Analysis of Conus marmoreus venom duct transcriptome

The results presented above indicate that ConoSorter is capable of identifying conopeptides at high specificity and sensitivity, and, even when the dataset being analyzed ostensibly includes all known proteins, accurately assigning the appropriate superfamily and class. We next sought to use ConoSorter’s regular expression and pHMMs searches to ascertain if it was possible to identify novel conopeptides, superfamilies and classes in a previously interrogated RNA-seq dataset.

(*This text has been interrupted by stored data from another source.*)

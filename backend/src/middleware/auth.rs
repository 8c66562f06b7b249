//! Authentication middleware
//!
//! Validates the bearer JWT and scopes the request to the tenant it names.

use std::sync::Arc;

use axum::{
    extract::{Request, State},
    http::{header::AUTHORIZATION, StatusCode},
    middleware::Next,
    response::{IntoResponse, Response},
    Json,
};
use jsonwebtoken::{decode, errors::ErrorKind, DecodingKey, Validation};
use serde::{Deserialize, Serialize};
use uuid::Uuid;

use crate::error::{AppError, ErrorDetail, ErrorResponse};

/// Authenticated user information extracted from JWT
#[derive(Clone, Debug)]
pub struct AuthUser {
    pub user_id: Uuid,
    /// Tenant every ledger operation is scoped to
    pub business_id: Uuid,
}

/// JWT claims structure
#[derive(Debug, Serialize, Deserialize)]
pub struct Claims {
    pub sub: String,
    pub business_id: String,
    pub exp: i64,
}

/// Authentication middleware that validates JWT tokens against `secret`
pub async fn auth_middleware(
    State(secret): State<Arc<str>>,
    mut request: Request,
    next: Next,
) -> Response {
    let auth_header = request
        .headers()
        .get(AUTHORIZATION)
        .and_then(|h| h.to_str().ok());

    let token = match auth_header.and_then(|h| h.strip_prefix("Bearer ")) {
        Some(token) => token,
        None => {
            return AppError::Unauthorized("Missing or invalid Authorization header".to_string())
                .into_response();
        }
    };

    match authenticate(token, &secret) {
        Ok(user) => {
            request.extensions_mut().insert(user);
            next.run(request).await
        }
        Err(err) => err.into_response(),
    }
}

/// Decode the token and resolve the user it belongs to
pub fn authenticate(token: &str, secret: &str) -> Result<AuthUser, AppError> {
    let claims = decode::<Claims>(
        token,
        &DecodingKey::from_secret(secret.as_bytes()),
        &Validation::default(),
    )
    .map(|data| data.claims)
    .map_err(|e| match e.kind() {
        ErrorKind::ExpiredSignature => AppError::TokenExpired,
        _ => AppError::InvalidToken,
    })?;

    let user_id = Uuid::parse_str(&claims.sub)
        .map_err(|_| AppError::Unauthorized("Invalid user ID in token".to_string()))?;
    let business_id = Uuid::parse_str(&claims.business_id)
        .map_err(|_| AppError::Unauthorized("Invalid business ID in token".to_string()))?;

    Ok(AuthUser {
        user_id,
        business_id,
    })
}

/// Extractor for authenticated user
#[derive(Clone, Debug)]
pub struct CurrentUser(pub AuthUser);

#[axum::async_trait]
impl<S> axum::extract::FromRequestParts<S> for CurrentUser
where
    S: Send + Sync,
{
    type Rejection = (StatusCode, Json<ErrorResponse>);

    async fn from_request_parts(
        parts: &mut axum::http::request::Parts,
        _state: &S,
    ) -> Result<Self, Self::Rejection> {
        parts
            .extensions
            .get::<AuthUser>()
            .cloned()
            .map(CurrentUser)
            .ok_or_else(|| {
                let error = ErrorResponse {
                    error: ErrorDetail {
                        code: "UNAUTHORIZED".to_string(),
                        message: "Authentication required".to_string(),
                        field: None,
                    },
                };
                (StatusCode::UNAUTHORIZED, Json(error))
            })
    }
}

#[cfg(test)]
mod tests {
    use super::*;
    use jsonwebtoken::{encode, EncodingKey, Header};

    fn token(sub: &str, business_id: &str, exp: i64) -> String {
        let claims = Claims {
            sub: sub.to_string(),
            business_id: business_id.to_string(),
            exp,
        };
        encode(
            &Header::default(),
            &claims,
            &EncodingKey::from_secret(b"test-secret"),
        )
        .unwrap()
    }

    fn future() -> i64 {
        chrono::Utc::now().timestamp() + 3600
    }

    #[test]
    fn test_valid_token() {
        let user_id = Uuid::new_v4();
        let business_id = Uuid::new_v4();
        let token = token(&user_id.to_string(), &business_id.to_string(), future());

        let user = authenticate(&token, "test-secret").unwrap();
        assert_eq!(user.user_id, user_id);
        assert_eq!(user.business_id, business_id);
    }

    #[test]
    fn test_wrong_secret() {
        let token = token(&Uuid::new_v4().to_string(), &Uuid::new_v4().to_string(), future());
        assert!(matches!(
            authenticate(&token, "other-secret"),
            Err(AppError::InvalidToken)
        ));
    }

    #[test]
    fn test_expired_token() {
        let expired = chrono::Utc::now().timestamp() - 3600;
        let token = token(&Uuid::new_v4().to_string(), &Uuid::new_v4().to_string(), expired);
        assert!(matches!(
            authenticate(&token, "test-secret"),
            Err(AppError::TokenExpired)
        ));
    }

    #[test]
    fn test_bad_business_id() {
        let token = token(&Uuid::new_v4().to_string(), "not-a-uuid", future());
        assert!(matches!(
            authenticate(&token, "test-secret"),
            Err(AppError::Unauthorized(_))
        ));
    }
}
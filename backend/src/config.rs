//! Configuration management for the Stock Ledger platform
//!
//! Supports hierarchical configuration loading:
//! 1. Default values in code
//! 2. Configuration files (config/development.toml, config/production.toml)
//! 3. Environment variable overrides with LEDGER_ prefix

use config::{ConfigError, Environment, File};
use serde::Deserialize;

/// Main application configuration
#[derive(Debug, Deserialize, Clone)]
pub struct Config {
    /// Current environment (development, production)
    pub environment: String,

    /// Server configuration
    pub server: ServerConfig,

    /// Database configuration
    pub database: DatabaseConfig,

    /// JWT verification configuration
    pub jwt: JwtConfig,
}

#[derive(Debug, Deserialize, Clone)]
pub struct ServerConfig {
    /// Server port
    pub port: u16,

    /// Server host
    pub host: String,
}

#[derive(Debug, Deserialize, Clone)]
pub struct DatabaseConfig {
    /// PostgreSQL connection URL
    pub url: String,

    /// Maximum number of connections in the pool
    pub max_connections: u32,

    /// Minimum number of connections in the pool
    pub min_connections: u32,

    /// Seconds to wait for a pooled connection
    pub acquire_timeout_secs: u64,
}

#[derive(Debug, Deserialize, Clone)]
pub struct JwtConfig {
    /// Secret key used to verify bearer tokens
    pub secret: String,
}

impl Config {
    /// Load configuration from files and environment variables
    pub fn load() -> Result<Self, ConfigError> {
        let environment =
            std::env::var("LEDGER_ENVIRONMENT").unwrap_or_else(|_| "development".into());

        let config = config::Config::builder()
            // Start with default values
            .set_default("environment", environment.clone())?
            .set_default("server.port", 3000)?
            .set_default("server.host", "0.0.0.0")?
            .set_default("database.max_connections", 10)?
            .set_default("database.min_connections", 2)?
            .set_default("database.acquire_timeout_secs", 30)?
            // Load environment-specific config file
            .add_source(File::with_name(&format!("config/{}", environment)).required(false))
            // Override with environment variables (LEDGER_ prefix)
            .add_source(
                Environment::with_prefix("LEDGER")
                    .separator("__")
                    .try_parsing(true),
            )
            .build()?;

        config.try_deserialize()
    }

    pub fn is_development(&self) -> bool {
        self.environment == "development"
    }
}

impl Default for ServerConfig {
    fn default() -> Self {
        Self {
            port: 3000,
            host: "0.0.0.0".to_string(),
        }
    }
}
#[async_trait]
impl LedgerTx for PgLedgerTx {
    async fn outlet_in_business(&mut self, business_id: Uuid, outlet_id: Uuid) -> AppResult<bool> {
        let exists = sqlx::query_scalar::<_, bool>(
            "SELECT EXISTS(SELECT 1 FROM outlets WHERE id = $1 AND business_id = $2)",
        )
        .bind(outlet_id)
        .bind(business_id)
        .fetch_one(&mut *self.tx)
        .await?;

        Ok(exists)
    }

    async fn lock_raw_material(
        &mut self,
        outlet_id: Uuid,
        id: Uuid,
    ) -> AppResult<Option<RawMaterial>> {
        let row = sqlx::query_as::<_, RawMaterial>(&format!(
            "SELECT {} FROM raw_materials rm WHERE rm.id = $1 AND rm.outlet_id = $2 FOR UPDATE",
            RAW_MATERIAL_COLUMNS
        ))
        .bind(id)
        .bind(outlet_id)
        .fetch_optional(&mut *self.tx)
        .await?;

        Ok(row)
    }

    async fn write_raw_material_levels(
        &mut self,
        id: Uuid,
        levels: &RawMaterialLevels,
    ) -> AppResult<()> {
        sqlx::query(
            r#"
            UPDATE raw_materials
            SET opening_stock = $2, stock_in = $3, stock_in_production = $4,
                remaining_stock = $5, updated_at = NOW()
            WHERE id = $1
            "#,
        )
        .bind(id)
        .bind(levels.opening_stock)
        .bind(levels.stock_in)
        .bind(levels.stock_in_production)
        .bind(levels.remaining_stock)
        .execute(&mut *self.tx)
        .await?;

        Ok(())
    }

    async fn raw_material_candidates(
        &mut self,
        outlet_id: Uuid,
        plan: &[LookupKey],
    ) -> AppResult<Vec<RawMaterialCandidate>> {
        let params = PlanParams::from_plan(plan);

        let rows = sqlx::query_as::<_, CandidateRow>(
            r#"
            WITH joined AS (
                SELECT pii.id AS item_id, pod.raw_material_id
                FROM purchase_invoice_items pii
                JOIN purchase_order_details pod ON pod.id = pii.purchase_order_detail_id
                WHERE pii.id = $5
            )
            SELECT rm.id, rm.name, rm.sku,
                   (SELECT j.item_id FROM joined j WHERE j.raw_material_id = rm.id) AS via_invoice_item
            FROM raw_materials rm
            WHERE rm.outlet_id = $1
              AND (rm.id = ANY($2)
                   OR LOWER(TRIM(rm.name)) = ANY($3)
                   OR rm.sku = ANY($4)
                   OR rm.id IN (SELECT raw_material_id FROM joined))
            ORDER BY rm.created_at, rm.id
            "#,
        )
        .bind(outlet_id)
        .bind(&params.ids)
        .bind(&params.names)
        .bind(&params.skus)
        .bind(params.invoice_item)
        .fetch_all(&mut *self.tx)
        .await?;

        Ok(rows.into_iter().map(RawMaterialCandidate::from).collect())
    }

    async fn lock_finished_good(
        &mut self,
        outlet_id: Uuid,
        id: Uuid,
    ) -> AppResult<Option<FinishedGood>> {
        let row = sqlx::query_as::<_, FinishedGood>(&format!(
            "SELECT {} FROM finished_goods fg WHERE fg.id = $1 AND fg.outlet_id = $2 FOR UPDATE",
            FINISHED_GOOD_COLUMNS
        ))
        .bind(id)
        .bind(outlet_id)
        .fetch_optional(&mut *self.tx)
        .await?;

        Ok(row)
    }

    async fn write_finished_good_levels(
        &mut self,
        id: Uuid,
        levels: &FinishedGoodLevels,
    ) -> AppResult<()> {
        sqlx::query(
            r#"
            UPDATE finished_goods
            SET initial_stock = $2, remaining_stock = $3, updated_at = NOW()
            WHERE id = $1
            "#,
        )
        .bind(id)
        .bind(levels.initial_stock)
        .bind(levels.remaining_stock)
        .execute(&mut *self.tx)
        .await?;

        Ok(())
    }

    async fn insert_finished_good(&mut self, input: NewFinishedGood) -> AppResult<FinishedGood> {
        let row = sqlx::query_as::<_, FinishedGood>(
            r#"
            INSERT INTO finished_goods (
                outlet_id, sku, name, unit, initial_stock, remaining_stock, price_per_unit
            )
            VALUES ($1, $2, $3, $4, $5, $6, $7)
            RETURNING id, outlet_id, sku, name, unit, initial_stock, remaining_stock,
                      price_per_unit, created_at, updated_at
            "#,
        )
        .bind(input.outlet_id)
        .bind(&input.sku)
        .bind(&input.name)
        .bind(&input.unit)
        .bind(input.levels.initial_stock)
        .bind(input.levels.remaining_stock)
        .bind(input.price_per_unit)
        .fetch_one(&mut *self.tx)
        .await?;

        Ok(row)
    }

    async fn invoice_item_context(
        &mut self,
        business_id: Uuid,
        invoice_id: Uuid,
        item_id: Uuid,
    ) -> AppResult<Option<InvoiceItemContext>> {
        let row = sqlx::query_as::<_, InvoiceItemContext>(
            r#"
            SELECT pii.id, pii.purchase_invoice_id, pi.outlet_id, pii.price_per_unit
            FROM purchase_invoice_items pii
            JOIN purchase_invoices pi ON pi.id = pii.purchase_invoice_id
            JOIN outlets o ON o.id = pi.outlet_id
            WHERE pii.id = $1 AND pii.purchase_invoice_id = $2 AND o.business_id = $3
            "#,
        )
        .bind(item_id)
        .bind(invoice_id)
        .bind(business_id)
        .fetch_optional(&mut *self.tx)
        .await?;

        Ok(row)
    }

    async fn insert_stock_in(&mut self, input: NewStockIn) -> AppResult<StockIn> {
        let row = sqlx::query_as::<_, StockIn>(
            r#"
            INSERT INTO stock_ins (
                purchase_invoice_item_id, quantity_in, total_value, received_date,
                proof_images, created_by
            )
            VALUES ($1, $2, $3, $4, $5, $6)
            RETURNING id, purchase_invoice_item_id, quantity_in, total_value, received_date,
                      proof_images, created_by, created_at
            "#,
        )
        .bind(input.purchase_invoice_item_id)
        .bind(input.quantity_in)
        .bind(input.total_value)
        .bind(input.received_date)
        .bind(&input.proof_images)
        .bind(input.created_by)
        .fetch_one(&mut *self.tx)
        .await?;

        Ok(row)
    }

    async fn lock_stock_in(&mut self, business_id: Uuid, id: Uuid) -> AppResult<Option<StockIn>> {
        let row = sqlx::query_as::<_, StockIn>(
            r#"
            SELECT si.id, si.purchase_invoice_item_id, si.quantity_in, si.total_value,
                   si.received_date, si.proof_images, si.created_by, si.created_at
            FROM stock_ins si
            JOIN purchase_invoice_items pii ON pii.id = si.purchase_invoice_item_id
            JOIN purchase_invoices pi ON pi.id = pii.purchase_invoice_id
            JOIN outlets o ON o.id = pi.outlet_id
            WHERE si.id = $1 AND o.business_id = $2
            FOR UPDATE OF si
            "#,
        )
        .bind(id)
        .bind(business_id)
        .fetch_optional(&mut *self.tx)
        .await?;

        Ok(row)
    }

    async fn delete_stock_in(&mut self, id: Uuid) -> AppResult<()> {
        sqlx::query("DELETE FROM stock_ins WHERE id = $1")
            .bind(id)
            .execute(&mut *self.tx)
            .await?;

        Ok(())
    }

    async fn insert_stock_out(&mut self, input: NewStockOut) -> AppResult<StockOut> {
        let row = sqlx::query_as::<_, StockOut>(
            r#"
            INSERT INTO stock_outs (
                outlet_id, finished_good_id, quantity_out, stock_out_number, transaction_date,
                proof_images, notes, created_by
            )
            VALUES ($1, $2, $3, $4, $5, $6, $7, $8)
            RETURNING id, outlet_id, finished_good_id, quantity_out, stock_out_number,
                      transaction_date, proof_images, notes, created_by, created_at
            "#,
        )
        .bind(input.outlet_id)
        .bind(input.finished_good_id)
        .bind(input.quantity_out)
        .bind(&input.stock_out_number)
        .bind(input.transaction_date)
        .bind(&input.proof_images)
        .bind(&input.notes)
        .bind(input.created_by)
        .fetch_one(&mut *self.tx)
        .await?;

        Ok(row)
    }

    async fn lock_stock_out(&mut self, business_id: Uuid, id: Uuid) -> AppResult<Option<StockOut>> {
        let row = sqlx::query_as::<_, StockOut>(&format!(
            "SELECT {} FROM stock_outs so \
             JOIN outlets o ON o.id = so.outlet_id \
             WHERE so.id = $1 AND o.business_id = $2 \
             FOR UPDATE OF so",
            STOCK_OUT_COLUMNS
        ))
        .bind(id)
        .bind(business_id)
        .fetch_optional(&mut *self.tx)
        .await?;

        Ok(row)
    }

    async fn delete_stock_out(&mut self, id: Uuid) -> AppResult<()> {
        sqlx::query("DELETE FROM stock_outs WHERE id = $1")
            .bind(id)
            .execute(&mut *self.tx)
            .await?;

        Ok(())
    }

    async fn insert_production_run(&mut self, input: NewProductionRun) -> AppResult<ProductionRun> {
        let row = sqlx::query_as::<_, ProductionRun>(
            r#"
            INSERT INTO production_runs (
                outlet_id, finished_good_id, quantity_produced, production_type, total_cost,
                created_by
            )
            VALUES ($1, $2, $3, $4, $5, $6)
            RETURNING id, outlet_id, finished_good_id, quantity_produced, production_type,
                      total_cost, created_by, created_at
            "#,
        )
        .bind(input.outlet_id)
        .bind(input.finished_good_id)
        .bind(input.quantity_produced)
        .bind(input.production_type.as_str())
        .bind(input.total_cost)
        .bind(input.created_by)
        .fetch_one(&mut *self.tx)
        .await?;

        Ok(row)
    }

    async fn insert_production_material(
        &mut self,
        input: NewProductionMaterial,
    ) -> AppResult<ProductionMaterial> {
        let row = sqlx::query_as::<_, ProductionMaterial>(
            r#"
            INSERT INTO production_materials (
                production_run_id, raw_material_id, quantity_used, price_per_unit
            )
            VALUES ($1, $2, $3, $4)
            RETURNING id, production_run_id, raw_material_id, quantity_used, price_per_unit,
                      created_at
            "#,
        )
        .bind(input.production_run_id)
        .bind(input.raw_material_id)
        .bind(input.quantity_used)
        .bind(input.price_per_unit)
        .fetch_one(&mut *self.tx)
        .await?;

        Ok(row)
    }

    async fn purchase_invoice_in_outlet(
        &mut self,
        outlet_id: Uuid,
        invoice_id: Uuid,
    ) -> AppResult<bool> {
        let exists = sqlx::query_scalar::<_, bool>(
            "SELECT EXISTS(SELECT 1 FROM purchase_invoices WHERE id = $1 AND outlet_id = $2)",
        )
        .bind(invoice_id)
        .bind(outlet_id)
        .fetch_one(&mut *self.tx)
        .await?;

        Ok(exists)
    }

    async fn insert_purchase_return(
        &mut self,
        input: NewPurchaseReturn,
    ) -> AppResult<PurchaseReturn> {
        let row = sqlx::query_as::<_, PurchaseReturn>(
            r#"
            INSERT INTO purchase_returns (
                outlet_id, purchase_invoice_id, return_number, return_date, reason, created_by
            )
            VALUES ($1, $2, $3, $4, $5, $6)
            RETURNING id, outlet_id, purchase_invoice_id, return_number, return_date, reason,
                      total_value, created_by, created_at
            "#,
        )
        .bind(input.outlet_id)
        .bind(input.purchase_invoice_id)
        .bind(&input.return_number)
        .bind(input.return_date)
        .bind(&input.reason)
        .bind(input.created_by)
        .fetch_one(&mut *self.tx)
        .await?;

        Ok(row)
    }

    async fn insert_purchase_return_detail(
        &mut self,
        input: NewPurchaseReturnDetail,
    ) -> AppResult<PurchaseReturnDetail> {
        let row = sqlx::query_as::<_, PurchaseReturnDetail>(
            r#"
            INSERT INTO purchase_return_details (
                purchase_return_id, raw_material_id, quantity_returned, unit_price_return,
                total_value_return
            )
            VALUES ($1, $2, $3, $4, $5)
            RETURNING id, purchase_return_id, raw_material_id, quantity_returned,
                      unit_price_return, total_value_return, created_at
            "#,
        )
        .bind(input.purchase_return_id)
        .bind(input.raw_material_id)
        .bind(input.quantity_returned)
        .bind(input.unit_price_return)
        .bind(input.total_value_return)
        .fetch_one(&mut *self.tx)
        .await?;

        Ok(row)
    }

    async fn set_purchase_return_total(&mut self, id: Uuid, total_value: Decimal) -> AppResult<()> {
        sqlx::query("UPDATE purchase_returns SET total_value = $2 WHERE id = $1")
            .bind(id)
            .bind(total_value)
            .execute(&mut *self.tx)
            .await?;

        Ok(())
    }

    async fn lock_purchase_return(
        &mut self,
        business_id: Uuid,
        id: Uuid,
    ) -> AppResult<Option<PurchaseReturn>> {
        let row = sqlx::query_as::<_, PurchaseReturn>(&format!(
            "SELECT {} FROM purchase_returns pr \
             JOIN outlets o ON o.id = pr.outlet_id \
             WHERE pr.id = $1 AND o.business_id = $2 \
             FOR UPDATE OF pr",
            PURCHASE_RETURN_COLUMNS
        ))
        .bind(id)
        .bind(business_id)
        .fetch_optional(&mut *self.tx)
        .await?;

        Ok(row)
    }

    async fn purchase_return_details(&mut self, id: Uuid) -> AppResult<Vec<PurchaseReturnDetail>> {
        let rows = sqlx::query_as::<_, PurchaseReturnDetail>(
            r#"
            SELECT id, purchase_return_id, raw_material_id, quantity_returned,
                   unit_price_return, total_value_return, created_at
            FROM purchase_return_details
            WHERE purchase_return_id = $1
            ORDER BY created_at
            "#,
        )
        .bind(id)
        .fetch_all(&mut *self.tx)
        .await?;

        Ok(rows)
    }

    async fn delete_purchase_return(&mut self, id: Uuid) -> AppResult<()> {
        sqlx::query("DELETE FROM purchase_return_details WHERE purchase_return_id = $1")
            .bind(id)
            .execute(&mut *self.tx)
            .await?;

        sqlx::query("DELETE FROM purchase_returns WHERE id = $1")
            .bind(id)
            .execute(&mut *self.tx)
            .await?;

        Ok(())
    }

    async fn commit(self) -> AppResult<()> {
        self.tx.commit().await?;
        Ok(())
    }

    async fn rollback(self) -> AppResult<()> {
        self.tx.rollback().await?;
        Ok(())
    }
}
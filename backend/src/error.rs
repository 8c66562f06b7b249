//! Error handling for the Stock Ledger platform
//!
//! Every failure is rendered as `{"error": {"code", "message", "field"?}}`.

use axum::{
    extract::rejection::JsonRejection,
    http::StatusCode,
    response::{IntoResponse, Response},
    Json,
};
use serde::Serialize;
use shared::{FieldError, LedgerError, STOCK_UNAVAILABLE};
use thiserror::Error;

/// Application error types
#[derive(Error, Debug)]
pub enum AppError {
    // Authentication errors
    #[error("Token expired")]
    TokenExpired,

    #[error("Invalid token")]
    InvalidToken,

    #[error("Unauthorized: {0}")]
    Unauthorized(String),

    // Validation errors
    #[error("Validation error: {message}")]
    Validation { field: String, message: String },

    #[error("Validation error: {0}")]
    ValidationError(String),

    #[error("Resource not found: {0}")]
    NotFound(String),

    /// A request line points at a row that does not exist
    #[error("Referenced resource not found: {0}")]
    ReferenceNotFound(String),

    // Business logic errors
    #[error("Insufficient stock: {0}")]
    InsufficientStock(String),

    // Database errors
    #[error("Database error: {0}")]
    DatabaseError(#[from] sqlx::Error),

    // Internal errors
    #[error("Internal server error: {0}")]
    Internal(String),

    #[error("Internal server error")]
    InternalError(#[from] anyhow::Error),
}

/// Error response structure
#[derive(Serialize)]
pub struct ErrorResponse {
    pub error: ErrorDetail,
}

#[derive(Serialize)]
pub struct ErrorDetail {
    pub code: String,
    pub message: String,
    #[serde(skip_serializing_if = "Option::is_none")]
    pub field: Option<String>,
}

impl ErrorDetail {
    fn new(code: &str, message: impl Into<String>) -> Self {
        Self {
            code: code.to_string(),
            message: message.into(),
            field: None,
        }
    }
}

impl AppError {
    /// HTTP status for this error
    pub fn status(&self) -> StatusCode {
        match self {
            AppError::TokenExpired | AppError::InvalidToken | AppError::Unauthorized(_) => {
                StatusCode::UNAUTHORIZED
            }
            AppError::Validation { .. }
            | AppError::ValidationError(_)
            | AppError::ReferenceNotFound(_) => StatusCode::BAD_REQUEST,
            AppError::NotFound(_) => StatusCode::NOT_FOUND,
            // Stock-out rejections surface as a failed transaction
            AppError::InsufficientStock(_) => StatusCode::INTERNAL_SERVER_ERROR,
            AppError::DatabaseError(_)
            | AppError::Internal(_)
            | AppError::InternalError(_) => StatusCode::INTERNAL_SERVER_ERROR,
        }
    }

    fn detail(&self) -> ErrorDetail {
        match self {
            AppError::TokenExpired => ErrorDetail::new("TOKEN_EXPIRED", "Token has expired"),
            AppError::InvalidToken => ErrorDetail::new("INVALID_TOKEN", "Invalid token"),
            AppError::Unauthorized(message) => ErrorDetail::new("UNAUTHORIZED", message.clone()),
            AppError::Validation { field, message } => ErrorDetail {
                field: Some(field.clone()),
                ..ErrorDetail::new("VALIDATION_ERROR", message.clone())
            },
            AppError::ValidationError(msg) => ErrorDetail::new("VALIDATION_ERROR", msg.clone()),
            AppError::NotFound(resource) => {
                ErrorDetail::new("NOT_FOUND", format!("{} not found", resource))
            }
            AppError::ReferenceNotFound(resource) => {
                ErrorDetail::new("REFERENCE_NOT_FOUND", format!("{} not found", resource))
            }
            AppError::InsufficientStock(_) => {
                ErrorDetail::new("INSUFFICIENT_STOCK", STOCK_UNAVAILABLE)
            }
            AppError::DatabaseError(err) => {
                ErrorDetail::new("TRANSACTION_FAILURE", database_message(err))
            }
            AppError::Internal(msg) => ErrorDetail::new("INTERNAL_ERROR", msg.clone()),
            AppError::InternalError(_) => {
                ErrorDetail::new("INTERNAL_ERROR", "An internal server error occurred")
            }
        }
    }
}

/// Constraint violations are safe to show; anything else stays generic
fn database_message(err: &sqlx::Error) -> String {
    match err {
        sqlx::Error::Database(db_err)
            if db_err.is_unique_violation()
                || db_err.is_foreign_key_violation()
                || db_err.is_check_violation() =>
        {
            db_err.message().to_string()
        }
        _ => "A database error occurred".to_string(),
    }
}

impl IntoResponse for AppError {
    fn into_response(self) -> Response {
        let status = self.status();
        let error_detail = self.detail();

        if status.is_server_error() {
            tracing::error!(code = %error_detail.code, "Error: {:?}", self);
        } else {
            tracing::debug!(code = %error_detail.code, "Request rejected: {}", self);
        }

        (status, Json(ErrorResponse { error: error_detail })).into_response()
    }
}

impl From<FieldError> for AppError {
    fn from(err: FieldError) -> Self {
        AppError::Validation {
            field: err.field,
            message: err.message,
        }
    }
}

impl From<LedgerError> for AppError {
    fn from(err: LedgerError) -> Self {
        match err {
            LedgerError::InsufficientStock { .. } => AppError::InsufficientStock(err.to_string()),
            LedgerError::OutOfRange => AppError::ValidationError(err.to_string()),
        }
    }
}

impl From<JsonRejection> for AppError {
    fn from(rejection: JsonRejection) -> Self {
        AppError::ValidationError(rejection.body_text())
    }
}

/// Result type alias for handlers
pub type AppResult<T> = Result<T, AppError>;

#[cfg(test)]
mod tests {
    use super::*;

    #[test]
    fn test_status_mapping() {
        assert_eq!(
            AppError::NotFound("Stock out".into()).status(),
            StatusCode::NOT_FOUND
        );
        assert_eq!(
            AppError::ReferenceNotFound("Raw material".into()).status(),
            StatusCode::BAD_REQUEST
        );
        assert_eq!(
            AppError::InsufficientStock("x".into()).status(),
            StatusCode::INTERNAL_SERVER_ERROR
        );
    }

    #[test]
    fn test_insufficient_stock_message() {
        let detail = AppError::InsufficientStock("requested 6".into()).detail();
        assert_eq!(detail.message, "Stock unavailable!");
    }

    #[test]
    fn test_ledger_error_mapping() {
        let err: AppError = LedgerError::OutOfRange.into();
        assert_eq!(err.status(), StatusCode::BAD_REQUEST);
        assert_eq!(err.detail().code, "VALIDATION_ERROR");

        let err: AppError = LedgerError::InsufficientStock {
            available: rust_decimal::Decimal::ONE,
            requested: rust_decimal::Decimal::TWO,
        }
        .into();
        assert_eq!(err.detail().code, "INSUFFICIENT_STOCK");
    }

    #[test]
    fn test_field_error_conversion() {
        let err: AppError = FieldError::new("items[0].quantity_in", "bad").into();
        assert!(matches!(err, AppError::Validation { ref field, .. } if field == "items[0].quantity_in"));
    }
}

Dutertre et al. have recently performed an analysis of the C. marmoreus venom duct transcriptome, which principally relied on serial BLAST homology searches[18]. They reported 30 full conopeptides precursor sequences (i.e. those beginning with a methionine residue and finishing by a stop codon) that had been previously characterized in this species. A total of 75 novel conopeptides were also identified which were assigned to 8 known gene superfamilies. Thirteen of these were classified, based on the high conservation of their signal sequences, into 5 new superfamilies dubbed B2, E, F, H, and N.

We re-examined this medium-throughput 454 sequencing data (179,843 cDNA sequences) with ConoSorter, and identified 4,307,681 putative precursor protein sequences derived from all possible translations of these sequences into six reading frames (see ConoSorter pipeline in Methods), which were analyzed hierarchically using the regular expressions and pHMMs described above to assign sequences to superfamily, class or 'unknown’. This led to the identification of 72% (106/146) of annotated complete Conus marmoreus precursor conopeptides, including all but two of the sequences found in the previous manual analysis (two incomplete conotoxins, named Mr8.1 and Mr11.3 precursors, did not encode a methionine and thus were discarded). Moreover, 17 novel isoforms of known Conus marmoreus precursor conopeptides (Mr1.1, conomarphin Mr1, conomarphin Mr2, contryphan M, cMrVIA, CMrX, and MrIA precursors) were identified and assigned the correct superfamily or class based on the signal, pro-, and mature regions. These conopeptides were confirmed by a tandem mass spectrometry (MS/MS) analysis of the milked venom, in which we were able to identify their corresponding mature sequences (Additional file2: Table S1).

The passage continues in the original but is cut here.